Bregeac approached him with his hands stretched out in a gesture of supplication and began an incoherent prayer. He cut it short.

“It’s useless!” he cried. “All the worse for her! All the worse for you! She wouldn’t have me—she shall have nobody. And it’s mere justice. To pay her debt for the crime she has committed is to pay me for the harm she has done me. She must be punished; and I avenge myself in punishing her. All the worse for her!”

He emphasized his phrases by stamping his foot or banging on the table. Then giving way to the natural grossness of his nature he turned on Aurelie and cried: “Look at her, Bregeac! Is she thinking for a moment of asking my forgiveness? If you bow your head, does she show any humiliation? And do you know the reason of this dumbness, of this sustained and intractable hardness? It’s because she still hopes, Bregeac. Yes, she hopes; I’m certain of it. She hopes that the man who has saved her three times from my claws, will save her a fourth.”

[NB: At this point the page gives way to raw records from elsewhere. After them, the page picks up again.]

use std::net::SocketAddr;

use axum::{routing::get, Router};
use tower_http::trace::TraceLayer;

use crate::config::AppConfig;
use crate::state::AppState;
use crate::{admin, auth, report, survey};

pub fn build_app(state: AppState) -> Router {
    Router::new()
        .merge(survey::router())
        .merge(auth::router())
        .merge(report::router())
        .merge(admin::router())
        .route("/health", get(|| async { "ok" }))
        .with_state(state)
        .layer(
            TraceLayer::new_for_http()
                .make_span_with(|req: &axum::http::Request<_>| {
                    let method = req.method().clone();
                    let uri = req.uri().clone();
                    tracing::info_span!(
                        "http_request",
                        %method,
                        uri = %uri,
                        status = tracing::field::Empty
                    )
                })
                .on_response(
                    |res: &axum::http::Response<_>,
                     latency: std::time::Duration,
                     span: &tracing::Span| {
                        let status = res.status();
                        span.record("status", tracing::field::display(status));
                        let latency_ms = latency.as_millis() as u64;
                        if status.is_server_error() {
                            tracing::error!(%status, latency_ms, "response");
                        } else {
                            tracing::info!(%status, latency_ms, "response");
                        }
                    },
                ),
        )
}

pub async fn serve(app: Router, config: &AppConfig) -> anyhow::Result<()> {
    let addr: SocketAddr = format!("{}:{}", config.host, config.port).parse()?;

    tracing::info!("listening on {}", addr);
    let listener = tokio::net::TcpListener::bind(addr).await?;
    axum::serve(listener, app)
        .with_graceful_shutdown(shutdown_signal())
        .await?;
    tracing::info!("server stopped");
    Ok(())
}

async fn shutdown_signal() {
    if let Err(e) = tokio::signal::ctrl_c().await {
        tracing::error!(error = %e, "failed to listen for ctrl-c");
        std::future::pending::<()>().await;
    }
    tracing::info!("shutdown requested");
}
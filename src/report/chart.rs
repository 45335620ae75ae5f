use std::sync::OnceLock;

use anyhow::{anyhow, Context};
use base64ct::{Base64, Encoding};
use plotters::{
    prelude::*,
    style::{register_font, FontStyle},
};

const FONT_FAMILY: &str = "sans-serif";
static FONT: &[u8] = include_bytes!("../../assets/fonts/DejaVuSans.ttf");
static FONT_REGISTERED: OnceLock<Result<(), String>> = OnceLock::new();

/// What to draw: one bar per `(label, count)` in the given order.
#[derive(Debug, Clone)]
pub struct BarChart {
    pub title: String,
    pub x_label: String,
    pub y_label: String,
    pub bars: Vec<(String, u32)>,
}

/// Encoded PNG image.
#[derive(Debug, Clone)]
pub struct ChartImage {
    bytes: Vec<u8>,
}

impl ChartImage {
    pub fn from_png(bytes: Vec<u8>) -> Self {
        Self { bytes }
    }

    pub fn as_bytes(&self) -> &[u8] {
        &self.bytes
    }

    pub fn into_bytes(self) -> Vec<u8> {
        self.bytes
    }

    pub fn to_base64(&self) -> String {
        Base64::encode_string(&self.bytes)
    }
}

pub trait ChartRenderer: Send + Sync {
    fn render(&self, chart: &BarChart) -> anyhow::Result<ChartImage>;
}

/// Bitmap renderer backed by `plotters`.
#[derive(Debug, Clone)]
pub struct PlottersRenderer {
    width: u32,
    height: u32,
}

impl Default for PlottersRenderer {
    fn default() -> Self {
        Self::new(800, 480)
    }
}

fn ensure_font() -> anyhow::Result<()> {
    FONT_REGISTERED
        .get_or_init(|| {
            register_font(FONT_FAMILY, FontStyle::Normal, FONT)
                .map_err(|_| "bundled font could not be parsed".to_string())
        })
        .clone()
        .map_err(|e| anyhow!(e))
}

impl PlottersRenderer {
    pub fn new(width: u32, height: u32) -> Self {
        Self { width, height }
    }

    fn draw(&self, chart: &BarChart, buf: &mut [u8]) -> anyhow::Result<()> {
        let root = BitMapBackend::with_buffer(buf, (self.width, self.height)).into_drawing_area();
        root.fill(&WHITE).map_err(|e| anyhow!(e.to_string()))?;

        let n = chart.bars.len() as u32;
        let top = chart.bars.iter().map(|(_, c)| *c).max().unwrap_or(0) + 1;

        let mut ctx = ChartBuilder::on(&root)
            .caption(&chart.title, (FONT_FAMILY, 28))
            .margin(12)
            .x_label_area_size(48)
            .y_label_area_size(56)
            .build_cartesian_2d((0u32..n.max(1)).into_segmented(), 0u32..top)
            .map_err(|e| anyhow!(e.to_string()))?;

        ctx.configure_mesh()
            .disable_x_mesh()
            .x_desc(chart.x_label.as_str())
            .y_desc(chart.y_label.as_str())
            .axis_desc_style((FONT_FAMILY, 18))
            .label_style((FONT_FAMILY, 15))
            .x_labels(chart.bars.len().max(1))
            .x_label_formatter(&|v: &SegmentValue<u32>| match v {
                SegmentValue::CenterOf(i) => chart
                    .bars
                    .get(*i as usize)
                    .map(|(label, _)| label.clone())
                    .unwrap_or_default(),
                _ => String::new(),
            })
            .draw()
            .map_err(|e| anyhow!(e.to_string()))?;

        ctx.draw_series(
            Histogram::vertical(&ctx)
                .style(BLUE.mix(0.7).filled())
                .margin(16)
                .data(chart.bars.iter().enumerate().map(|(i, (_, c))| (i as u32, *c))),
        )
        .map_err(|e| anyhow!(e.to_string()))?;

        root.present().map_err(|e| anyhow!(e.to_string()))?;
        Ok(())
    }
}

impl ChartRenderer for PlottersRenderer {
    fn render(&self, chart: &BarChart) -> anyhow::Result<ChartImage> {
        ensure_font()?;

        let mut buf = vec![0u8; (self.width * self.height * 3) as usize];
        self.draw(chart, &mut buf)?;

        let mut out = Vec::new();
        {
            let mut encoder = png::Encoder::new(&mut out, self.width, self.height);
            encoder.set_color(png::ColorType::Rgb);
            encoder.set_depth(png::BitDepth::Eight);
            let mut writer = encoder.write_header().context("png header")?;
            writer.write_image_data(&buf).context("png data")?;
            writer.finish().context("png finish")?;
        }
        Ok(ChartImage::from_png(out))
    }
}

#[cfg(test)]
mod tests {
    use super::*;

    const PNG_SIGNATURE: &[u8] = &[0x89, b'P', b'N', b'G', 0x0D, 0x0A, 0x1A, 0x0A];

    fn chart(bars: Vec<(&str, u32)>) -> BarChart {
        BarChart {
            title: "Gender distribution".into(),
            x_label: "Gender".into(),
            y_label: "Responses".into(),
            bars: bars.into_iter().map(|(l, c)| (l.to_string(), c)).collect(),
        }
    }

    #[test]
    fn renders_png_with_bars() {
        let img = PlottersRenderer::default()
            .render(&chart(vec![("ж", 1), ("м", 2)]))
            .unwrap();
        assert!(img.as_bytes().starts_with(PNG_SIGNATURE));
    }

    #[test]
    fn empty_chart_is_still_a_png() {
        let img = PlottersRenderer::new(320, 200).render(&chart(vec![])).unwrap();
        assert!(img.as_bytes().starts_with(PNG_SIGNATURE));
    }

    #[test]
    fn base64_form_round_trips_signature() {
        let img = ChartImage::from_png(PNG_SIGNATURE.to_vec());
        assert_eq!(img.to_base64(), "iVBORw0KGgo=");
    }
}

Aurelie never stirred. He snatched up the receiver of the telephone and rang up the Prefecture of Police.

“Hullo! Is that the Prefecture? Put me on to Monsieur Phillipe—it’s M. Marescal speaking.”

He turned to the young girl and held the second receiver to her ear. Aurelie did not stir.

Some one answered at the other end of the line: [[207]]

“Is that you, Marescal?”

“Yes. Listen. There is a person here to whom I wish to afford complete certainty. Answer my questions exactly.”